Kloster Banz — "Am allermeisten bewegt uns die Preismisere in der Landwirtschaft", sagt Hermann Greif, Präsident des BBV-Bezirksverbands Oberfranken. Greif war am Dienstagmittag mit etlichen Landwirten aus den Kreisen Lichtenfels und Coburg nach Banz gekommen, um am Rande der Klausurtagung der CSU-Landtagsfraktion gegen den weiteren Preisverfall für landwirtschaftliche Produkte zu protestieren.
Eigentlich hatte der Bayerische Bauernverband seinen Zehn-Punkte-Katalog an Ministerpräsident Horst Seehofer überreichen wollen, doch der Landesvater erschien nicht persönlich vor dem Klostertor. Also übergaben Hermann Greif sowie die BBV-Kreisobmänner Michael Bienlein (Lichtenfels) und Gerhard Ehrlich (Coburg) die Petition an eine Gruppe Landtagsabgeordneter - darunter Angelika Schorer (Vorsitzende des Landtagsausschusses für Ernährung, Landwirtschaft und Forsten), Dagmar Brendel-Fischer und Jürgen Baumgärtner.
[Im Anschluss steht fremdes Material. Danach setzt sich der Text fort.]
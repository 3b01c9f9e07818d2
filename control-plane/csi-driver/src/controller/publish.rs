use super::{check_volume_capabilities, connector_error, ScaleController};
use crate::{
    csi::{
        validate_volume_capabilities_response::Confirmed, ControllerPublishVolumeRequest,
        ControllerPublishVolumeResponse, ControllerUnpublishVolumeRequest,
        ControllerUnpublishVolumeResponse, ValidateVolumeCapabilitiesRequest,
        ValidateVolumeCapabilitiesResponse,
    },
    volume_id::VolumeId,
};
use std::collections::HashMap;
use tonic::Status;
use tracing::{debug, info};

/// Decode a volume id received from the orchestrator.
fn parse_volume_id(volume_id: &str) -> Result<VolumeId, Status> {
    if volume_id.is_empty() {
        return Err(Status::invalid_argument("Volume id is required"));
    }
    volume_id
        .parse::<VolumeId>()
        .map_err(|error| Status::invalid_argument(error.to_string()))
}

impl ScaleController {
    /// Make sure the primary filesystem and the filesystem of the volume are mounted on the node.
    pub async fn controller_publish_volume(
        &self,
        args: ControllerPublishVolumeRequest,
    ) -> Result<ControllerPublishVolumeResponse, Status> {
        let volume = parse_volume_id(&args.volume_id)?;
        if args.node_id.is_empty() {
            return Err(Status::invalid_argument("Node id is required"));
        }
        let capability = args
            .volume_capability
            .ok_or_else(|| Status::invalid_argument("Volume capability is required"))?;
        check_volume_capabilities(&[capability])?;

        let node = self.node_mapping.admin_node_name(&args.node_id);
        let primary = self.primary_connector()?;
        let volume_fs = match primary.get_fs_name_from_uuid(volume.fs_uuid()).await {
            Ok(name) => name,
            Err(error) if error.is_not_found() => {
                return Err(Status::not_found(format!(
                    "Filesystem with uuid {} of volume {} does not exist",
                    volume.fs_uuid(),
                    args.volume_id
                )))
            }
            Err(error) => {
                return Err(connector_error(
                    error,
                    format!("resolve the filesystem with uuid {}", volume.fs_uuid()),
                ))
            }
        };

        let mut filesystems = vec![self.primary.fs.clone()];
        if volume_fs != self.primary.fs {
            filesystems.push(volume_fs);
        }
        for fs in filesystems {
            let details = primary
                .get_filesystem_mount_details(&fs)
                .await
                .map_err(|error| {
                    connector_error(error, format!("get the details of filesystem {fs}"))
                })?;
            if details.is_mounted_on(&node) {
                debug!(%fs, %node, "Filesystem is already mounted");
                continue;
            }
            if self.options.skip_mount_unmount {
                return Err(Status::internal(format!(
                    "Filesystem {fs} is not mounted on node {node} and mounting is disabled"
                )));
            }
            primary.mount_filesystem(&fs, &node).await.map_err(|error| {
                connector_error(error, format!("mount filesystem {fs} on node {node}"))
            })?;
            info!(%fs, %node, "Filesystem mounted");
        }

        Ok(ControllerPublishVolumeResponse {
            publish_context: HashMap::new(),
        })
    }

    /// Filesystems stay mounted for the other volumes, so only the arguments are checked.
    pub async fn controller_unpublish_volume(
        &self,
        args: ControllerUnpublishVolumeRequest,
    ) -> Result<ControllerUnpublishVolumeResponse, Status> {
        parse_volume_id(&args.volume_id)?;
        Ok(ControllerUnpublishVolumeResponse {})
    }

    /// Confirm the capabilities unless block access is requested.
    pub async fn validate_volume_capabilities(
        &self,
        args: ValidateVolumeCapabilitiesRequest,
    ) -> Result<ValidateVolumeCapabilitiesResponse, Status> {
        parse_volume_id(&args.volume_id)?;
        if args.volume_capabilities.is_empty() {
            return Err(Status::invalid_argument("Volume capabilities are required"));
        }
        Ok(match check_volume_capabilities(&args.volume_capabilities) {
            Ok(()) => ValidateVolumeCapabilitiesResponse {
                confirmed: Some(Confirmed {
                    volume_context: args.volume_context,
                    volume_capabilities: args.volume_capabilities,
                    parameters: args.parameters,
                    mutable_parameters: args.mutable_parameters,
                }),
                message: String::new(),
            },
            Err(status) => ValidateVolumeCapabilitiesResponse {
                confirmed: None,
                message: status.message().to_string(),
            },
        })
    }
}

#[cfg(test)]
mod tests {
    use super::*;

    #[test]
    fn volume_ids_are_arguments() {
        let status = parse_volume_id("").unwrap_err();
        assert_eq!(status.code(), tonic::Code::InvalidArgument);
        let status = parse_volume_id("a;b").unwrap_err();
        assert_eq!(status.code(), tonic::Code::InvalidArgument);
        assert!(parse_volume_id("1;0A1B;path=/ibm/fs1/lw/pvc-1").is_ok());
    }
}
EU-Hilfspaket national umsetzen

"Bauern brauchen wirksame und direkte Hilfen" ist das Positionspapier überschrieben, das die BBV-Vertreter den CSU-Abgeordneten aushändigten. Darin fordern sie unter anderem die nationale Umsetzung des EU-Hilfspaketes und weisen auf die "existenzgefährdende Preismisere vor allem bei Milch, Fleisch und Ferkeln" hin. Verschärft worden sei die Situation in diesem Jahr durch die gravierende Trockenheit, die im Futter- und Ackerbau zu Erwerbsminderungen geführt habe. Im Kreis Lichtenfels, wo kleine Strukturen bei den Betrieben vorherrschen, sei die Situation besonders schlimm, sagte Michael Bienlein.
Hermann Greif verdeutlicht das am Beispiel der Milch: Seit über einem halben Jahr fallen die Preise. Sie rutschten sogar unter 30 Cent pro Liter, so dass die Milchproduktion für die Landwirte zu einem Draufzahlgeschäft geworden sei.
Die Bauern klagten zwar sehr über russische Embargos für Agarprodukte aus der EU, aber sie zeigten der Politik auch Lösungsmöglichkeiten auf. Es gelte, die Exportförderung zu beleben und Märkte zu öffnen oder neu zu erschließen. Hermann Greif: "Osteuropa, China, Indien: Dort sind potente Abnehmer, die Geld haben."